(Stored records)

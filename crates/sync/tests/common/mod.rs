#![allow(dead_code)]

use std::collections::HashMap;
use std::sync::Arc;
use std::time::Duration;

use async_trait::async_trait;
use carebase_identity::MemoryIdentityProvider;
use carebase_primitives::{Collection, Credentials, Query, Record, RecordId};
use carebase_store::{MemoryStore, RecordStore, SharedStore, StoreError};
use carebase_sync::{SyncConfig, SyncEngine};
use parking_lot::Mutex;
use tokio::sync::{Semaphore, watch};

pub const PASSWORD: &str = "pw";

pub fn creds(email: &str) -> Credentials {
	Credentials::new(email, PASSWORD)
}

fn row(pairs: &[(&str, &str)]) -> Record {
	pairs.iter().fold(Record::new(), |record, (k, v)| record.with(*k, *v))
}

/// Store seeded with one of every profile kind and a few rows per resource.
pub fn seeded_store() -> MemoryStore {
	MemoryStore::new()
		.with_rows(
			"staff_profiles",
			[
				row(&[("id", "st-admin"), ("subject_id", "sub-admin"), ("role", "Admin"), ("name", "Ada Admin")]),
				row(&[("id", "st-teach"), ("subject_id", "sub-teach"), ("role", "Teacher"), ("name", "Tess Teacher")]),
			],
		)
		.with_rows("parent_profiles", [row(&[("id", "p-1"), ("subject_id", "sub-parent"), ("name", "Pat Parent")])])
		.with_rows("facility", [row(&[("id", "f-1"), ("name", "Maple Street")])])
		.with_rows("classrooms", [row(&[("id", "r-1"), ("name", "Acorns")]), row(&[("id", "r-2"), ("name", "Oaks")])])
		.with_rows("announcements", [row(&[("id", "a-1"), ("created_at", "2026-09-01")])])
		.with_rows("children", [row(&[("id", "c-1"), ("last_name", "Lovelace"), ("parent_id", "p-1")])])
		.with_rows("attendance", [row(&[("id", "at-1"), ("date", "2026-10-01")])])
		.with_rows("incidents", [row(&[("id", "in-1"), ("occurred_at", "2026-10-02")])])
		.with_rows(
			"invoices",
			[
				row(&[("id", "iv-1"), ("due_date", "2026-11-01"), ("parent_id", "p-1")]),
				row(&[("id", "iv-2"), ("due_date", "2026-11-01"), ("parent_id", "p-2")]),
			],
		)
		.with_rows("payroll", [row(&[("id", "pr-1"), ("period", "2026-10")])])
		.with_rows(
			"schedules",
			[
				row(&[("id", "sc-1"), ("staff_id", "st-teach"), ("starts_at", "08:00")]),
				row(&[("id", "sc-2"), ("staff_id", "st-other"), ("starts_at", "09:00")]),
			],
		)
		.with_rows("lesson_plans", [row(&[("id", "lp-1"), ("week", "2026-W41")])])
		.with_rows("reports", [row(&[("id", "rp-1"), ("created_at", "2026-10-03"), ("parent_id", "p-1")])])
}

/// Provider with one account per fixture profile plus one that matches none.
pub fn provider() -> MemoryIdentityProvider {
	MemoryIdentityProvider::new()
		.with_account("admin@example.com", PASSWORD, "sub-admin")
		.with_account("teacher@example.com", PASSWORD, "sub-teach")
		.with_account("parent@example.com", PASSWORD, "sub-parent")
		.with_account("nobody@example.com", PASSWORD, "sub-nobody")
}

pub fn config() -> SyncConfig {
	SyncConfig {
		fetch_timeout_ms: 2_000,
		refresh_timeout_ms: 2_000,
		..SyncConfig::default()
	}
}

pub fn start(provider: &MemoryIdentityProvider, store: SharedStore) -> SyncEngine {
	SyncEngine::start(config(), Arc::new(provider.clone()), store).expect("valid config")
}

pub async fn settled(engine: &SyncEngine) {
	tokio::time::timeout(Duration::from_secs(5), engine.wait_settled())
		.await
		.expect("engine did not settle");
}

pub fn ids(rows: &[Record]) -> Vec<String> {
	rows.iter().filter_map(|r| r.id().map(str::to_owned)).collect()
}

pub fn record_id(id: &str) -> RecordId {
	RecordId::new(id)
}

struct Hold {
	remaining: usize,
	gate: Arc<Semaphore>,
}

/// Store that parks selected queries until released.
///
/// A held query reads its rows first and parks afterwards, so the result it
/// eventually returns reflects the table as it was when the query started.
pub struct GatedStore {
	inner: MemoryStore,
	holds: Mutex<HashMap<String, Hold>>,
	parked: watch::Sender<usize>,
}

impl GatedStore {
	pub fn new(inner: MemoryStore) -> Self {
		let (parked, _) = watch::channel(0);
		Self {
			inner,
			holds: Mutex::new(HashMap::new()),
			parked,
		}
	}

	pub fn memory(&self) -> &MemoryStore {
		&self.inner
	}

	/// Parks the next `count` queries against `table`.
	pub fn hold(&self, table: &str, count: usize) {
		self.holds.lock().insert(
			table.to_owned(),
			Hold {
				remaining: count,
				gate: Arc::new(Semaphore::new(0)),
			},
		);
	}

	/// Lets every parked query against `table` finish.
	pub fn release(&self, table: &str) {
		if let Some(hold) = self.holds.lock().remove(table) {
			hold.gate.close();
		}
	}

	/// Waits until at least `count` queries have parked in total.
	pub async fn wait_parked(&self, count: usize) {
		let mut rx = self.parked.subscribe();
		tokio::time::timeout(Duration::from_secs(5), rx.wait_for(|n| *n >= count))
			.await
			.expect("query never parked")
			.expect("parked counter dropped");
	}
}

#[async_trait]
impl RecordStore for GatedStore {
	async fn query(&self, query: &Query) -> Result<Collection, StoreError> {
		let gate = {
			let mut holds = self.holds.lock();
			match holds.get_mut(&query.table) {
				Some(hold) if hold.remaining > 0 => {
					hold.remaining -= 1;
					Some(Arc::clone(&hold.gate))
				}
				_ => None,
			}
		};
		let rows = self.inner.query(query).await;
		if let Some(gate) = gate {
			self.parked.send_modify(|n| *n += 1);
			// A closed gate means released.
			let _ = gate.acquire().await;
		}
		rows
	}

	async fn insert(&self, table: &str, record: Record) -> Result<Record, StoreError> {
		self.inner.insert(table, record).await
	}

	async fn update(&self, table: &str, id: &RecordId, patch: Record) -> Result<Record, StoreError> {
		self.inner.update(table, id, patch).await
	}

	async fn delete(&self, table: &str, id: &RecordId) -> Result<(), StoreError> {
		self.inner.delete(table, id).await
	}
}
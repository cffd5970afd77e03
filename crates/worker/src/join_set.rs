use std::future::Future;

use tokio::task::{JoinError, JoinSet};
use tracing::Instrument;

use crate::TaskClass;

/// Classified wrapper around a Tokio [`JoinSet`].
///
/// Every task runs inside a `worker.task` span carrying the set's class.
#[derive(Debug)]
pub struct WorkerJoinSet<T> {
	class: TaskClass,
	inner: JoinSet<T>,
}

impl<T> WorkerJoinSet<T>
where
	T: Send + 'static,
{
	/// Creates an empty set for tasks of `class`.
	pub fn new(class: TaskClass) -> Self {
		Self { class, inner: JoinSet::new() }
	}

	/// Returns the number of tasks currently in the set.
	pub fn len(&self) -> usize {
		self.inner.len()
	}

	/// Returns true when the set has no tasks.
	pub fn is_empty(&self) -> bool {
		self.inner.is_empty()
	}

	/// Spawns a future into the set on the ambient runtime.
	pub fn spawn<F>(&mut self, fut: F)
	where
		F: Future<Output = T> + Send + 'static,
	{
		tracing::trace!(worker_class = self.class.as_str(), pending = self.inner.len(), "worker.join_set.spawn");
		self.inner.spawn(fut.instrument(crate::spawn::task_span(self.class)));
	}

	/// Waits for the next completed task. `None` once the set is empty.
	pub async fn join_next(&mut self) -> Option<Result<T, JoinError>> {
		self.inner.join_next().await
	}

	/// Aborts every task still in the set.
	pub fn abort_all(&mut self) {
		self.inner.abort_all();
	}
}
//! Task runtime primitives for the carebase sync engine.
//!
//! Everything the engine spawns goes through [`spawn`] or a [`WorkerJoinSet`]
//! so tasks carry a [`TaskClass`] for tracing. Generation tokens scope
//! cancellation to one identity lifecycle, and [`CoalesceGate`] serializes
//! repeated work on the same key.

mod class;
pub mod coalesce;
mod join_set;
mod spawn;
mod token;

pub use class::TaskClass;
pub use coalesce::{CoalesceError, CoalesceGate};
pub use join_set::WorkerJoinSet;
pub use spawn::spawn;
pub use token::{GenerationClock, GenerationToken};

/// Extracts the panic payload message from a [`tokio::task::JoinError`].
///
/// Returns `None` when the task was cancelled rather than panicking.
pub fn join_error_panic_message(err: tokio::task::JoinError) -> Option<String> {
	let payload = err.try_into_panic().ok()?;
	if let Some(msg) = payload.downcast_ref::<&'static str>() {
		return Some((*msg).to_owned());
	}
	if let Some(msg) = payload.downcast_ref::<String>() {
		return Some(msg.clone());
	}
	Some("non-string panic payload".to_owned())
}

#[cfg(test)]
mod panic_tests;
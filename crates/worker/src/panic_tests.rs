use std::time::Duration;

use super::{TaskClass, WorkerJoinSet, join_error_panic_message, spawn};

#[tokio::test]
async fn fetch_panic_message_survives_the_join() {
	let handle = spawn(TaskClass::Fetch, async { panic!("attendance query exploded") });
	let message = join_error_panic_message(handle.await.unwrap_err());
	assert_eq!(message.as_deref(), Some("attendance query exploded"));
}

#[tokio::test]
async fn formatted_panics_keep_their_arguments() {
	let table = String::from("invoices");
	let handle = spawn(TaskClass::Refresh, async move { panic!("refresh of {table} exploded") });
	let message = join_error_panic_message(handle.await.unwrap_err()).unwrap();
	assert!(message.contains("refresh of invoices"), "got: {message}");
}

#[tokio::test]
async fn aborted_fetch_is_not_a_panic() {
	let mut set = WorkerJoinSet::new(TaskClass::Fetch);
	set.spawn(async {
		tokio::time::sleep(Duration::from_secs(60)).await;
	});
	set.abort_all();
	let err = set.join_next().await.unwrap().unwrap_err();
	assert!(err.is_cancelled());
	assert_eq!(join_error_panic_message(err), None);
}

#[tokio::test]
async fn non_string_payloads_are_labelled() {
	let handle = spawn(TaskClass::Pipeline, async { std::panic::panic_any(42_u32) });
	let message = join_error_panic_message(handle.await.unwrap_err());
	assert_eq!(message.as_deref(), Some("non-string panic payload"));
}
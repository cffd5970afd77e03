use std::sync::Arc;
use std::sync::atomic::{AtomicU64, Ordering};

use tokio_util::sync::CancellationToken;

/// Monotonic generation clock for identity-resolution lifecycles.
#[derive(Debug, Default, Clone)]
pub struct GenerationClock {
	last: Arc<AtomicU64>,
}

impl GenerationClock {
	/// Creates a new clock. The first call to [`Self::next`] returns 1.
	pub fn new() -> Self {
		Self::default()
	}

	/// Returns the next generation id.
	pub fn next(&self) -> u64 {
		self.last.fetch_add(1, Ordering::AcqRel).wrapping_add(1)
	}

	/// Returns the most recently issued generation id, 0 if none yet.
	pub fn current(&self) -> u64 {
		self.last.load(Ordering::Acquire)
	}
}

/// Generation-scoped cancellation token.
///
/// Every fetch started for a generation holds a child of that generation's
/// token, so superseding a generation cancels all of its outstanding work.
#[derive(Debug, Clone)]
pub struct GenerationToken {
	generation: u64,
	cancel: CancellationToken,
}

impl GenerationToken {
	/// Creates a new generation token.
	pub fn new(generation: u64, cancel: CancellationToken) -> Self {
		Self { generation, cancel }
	}

	/// Token for `generation` that is only cancelled explicitly.
	pub fn root(generation: u64) -> Self {
		Self::new(generation, CancellationToken::new())
	}

	/// Returns the generation id.
	pub const fn generation(&self) -> u64 {
		self.generation
	}

	/// Returns true once cancellation has been requested.
	pub fn is_cancelled(&self) -> bool {
		self.cancel.is_cancelled()
	}

	/// Requests cancellation of this token and all of its children.
	pub fn cancel(&self) {
		self.cancel.cancel();
	}

	/// Future resolving when cancellation is requested.
	pub async fn cancelled(&self) {
		self.cancel.cancelled().await;
	}

	/// Creates a child token in the same generation.
	pub fn child(&self) -> Self {
		Self {
			generation: self.generation,
			cancel: self.cancel.child_token(),
		}
	}
}

#[cfg(test)]
mod tests {
	use super::*;

	#[test]
	fn clock_is_monotonic_and_shared_across_clones() {
		let clock = GenerationClock::new();
		assert_eq!(clock.current(), 0);
		let other = clock.clone();
		assert_eq!(clock.next(), 1);
		assert_eq!(other.next(), 2);
		assert_eq!(clock.current(), 2);
	}

	#[test]
	fn cancelling_parent_cancels_children_but_not_vice_versa() {
		let parent = GenerationToken::root(7);
		let child = parent.child();
		let sibling = parent.child();
		assert_eq!(child.generation(), 7);

		child.cancel();
		assert!(!parent.is_cancelled());
		assert!(!sibling.is_cancelled());

		parent.cancel();
		assert!(sibling.is_cancelled());
	}
}
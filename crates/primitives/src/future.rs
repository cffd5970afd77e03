use std::future::Future;
use std::pin::Pin;

/// A pinned, boxed future that is `Send` and `'static`.
///
/// Resource descriptors hand these out so a fetch can be moved onto a worker task.
pub type BoxFutureStatic<T> = Pin<Box<dyn Future<Output = T> + Send + 'static>>;
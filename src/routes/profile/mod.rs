mod handler;
mod model;

pub use handler::{create_profile, delete_profile, get_profile, update_profile};
pub use model::{Profile, ProfileForm};
mod handler;
mod model;

pub use handler::{
    create_artisan_profile, delete_artisan_profile, find_all, find_by_user, find_for_list,
    my_artisan_profile, top_artisans, update_artisan_profile,
};
pub use model::{ArtisanProfile, ArtisanProfileForDisplay, ArtisanProfileForm};
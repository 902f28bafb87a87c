// 路由守卫
// 在路由分发之前按角色拦截受限路径，未授权时重定向

use axum::{
    body::Body,
    extract::State,
    http::Request,
    middleware::Next,
    response::{IntoResponse, Redirect, Response},
};
use axum_extra::{
    TypedHeader,
    headers::{Authorization, authorization::Bearer},
};

use crate::{
    AppState,
    utils::{UserRole, verify_token},
};

/// 受保护路径规则
pub struct RouteRule {
    pub path_prefix: &'static str,
    pub allowed_roles: &'static [UserRole],
    pub redirect_to: Option<&'static str>,
}

/// 未配置重定向目标时使用的默认拒绝页
pub const DENIED_REDIRECT: &str = "/dashboard?message=Access%20Denied";

// 按声明顺序匹配，前缀最先命中者生效；更具体的前缀排在前面
pub const PROTECTED_ROUTES: &[RouteRule] = &[
    RouteRule {
        path_prefix: "/dashboard/categories",
        allowed_roles: &[UserRole::Artisan, UserRole::Admin],
        redirect_to: Some("/dashboard?message=Access%20Denied%20to%20Categories"),
    },
    RouteRule {
        path_prefix: "/products/categories",
        allowed_roles: &[UserRole::Artisan, UserRole::Admin],
        redirect_to: Some("/dashboard?message=Access%20Denied%20to%20Product%20Categories"),
    },
    RouteRule {
        path_prefix: "/admin",
        allowed_roles: &[UserRole::Admin],
        redirect_to: Some("/dashboard?message=Administrator%20Access%20Required"),
    },
    RouteRule {
        path_prefix: "/products/manage",
        allowed_roles: &[UserRole::Artisan, UserRole::Admin],
        redirect_to: Some("/dashboard?message=Access%20Denied%20to%20Product%20Management"),
    },
    RouteRule {
        path_prefix: "/artisan",
        allowed_roles: &[UserRole::Artisan],
        redirect_to: Some("/dashboard?message=Access%20Denied%20to%20Product%20Management"),
    },
    RouteRule {
        path_prefix: "/products/create",
        allowed_roles: &[UserRole::Artisan],
        redirect_to: Some("/dashboard?message=Access%20Denied%20to%20Product%20Management"),
    },
];

/// 判定请求是否需要重定向。放行时返回 None，否则返回重定向目标
pub fn guard_decision(path: &str, role: Option<UserRole>) -> Option<&'static str> {
    let rule = PROTECTED_ROUTES
        .iter()
        .find(|rule| path.starts_with(rule.path_prefix))?;

    match role {
        Some(role) if rule.allowed_roles.contains(&role) => None,
        _ => Some(rule.redirect_to.unwrap_or(DENIED_REDIRECT)),
    }
}

pub async fn role_guard(
    State(state): State<AppState>,
    bearer: Option<TypedHeader<Authorization<Bearer>>>,
    request: Request<Body>,
    next: Next,
) -> Response {
    let path = request.uri().path().to_string();

    // API 路径由认证中间件负责，这里只拦截页面导航
    if path.starts_with(state.config.api_base_uri.as_str()) {
        return next.run(request).await;
    }

    // 匿名访客没有令牌，解码失败同样按匿名处理
    let role = match &bearer {
        Some(TypedHeader(Authorization(bearer))) => verify_token(bearer.token(), &state.config)
            .ok()
            .map(|claims| claims.role),
        None => None,
    };

    if let Some(target) = guard_decision(&path, role) {
        tracing::info!("Access denied: path={}, role={:?}", path, role);
        return Redirect::to(target).into_response();
    }

    next.run(request).await
}

#[cfg(test)]
mod tests {
    use super::*;

    #[test]
    fn test_buyer_redirected_from_admin() {
        assert_eq!(
            guard_decision("/admin/users", Some(UserRole::Buyer)),
            Some("/dashboard?message=Administrator%20Access%20Required")
        );
    }

    #[test]
    fn test_admin_passes_admin_paths() {
        assert_eq!(guard_decision("/admin/users", Some(UserRole::Admin)), None);
    }

    #[test]
    fn test_anonymous_redirected_from_protected_prefix() {
        assert!(guard_decision("/products/create", None).is_some());
        assert!(guard_decision("/artisan/dashboard", None).is_some());
    }

    #[test]
    fn test_unprotected_path_passes_for_everyone() {
        assert_eq!(guard_decision("/products", None), None);
        assert_eq!(guard_decision("/", Some(UserRole::Buyer)), None);
    }

    #[test]
    fn test_first_prefix_match_wins() {
        // /products/categories 在 /products/manage 之前声明
        assert_eq!(
            guard_decision("/products/categories/wood", Some(UserRole::Buyer)),
            Some("/dashboard?message=Access%20Denied%20to%20Product%20Categories")
        );
    }

    #[test]
    fn test_artisan_only_prefix() {
        assert_eq!(
            guard_decision("/products/create", Some(UserRole::Artisan)),
            None
        );
        assert!(guard_decision("/products/create", Some(UserRole::Buyer)).is_some());
    }
}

ACTIVITY = Say the number of data lines holding "when", without any other words.

TASK RESPONSE = 4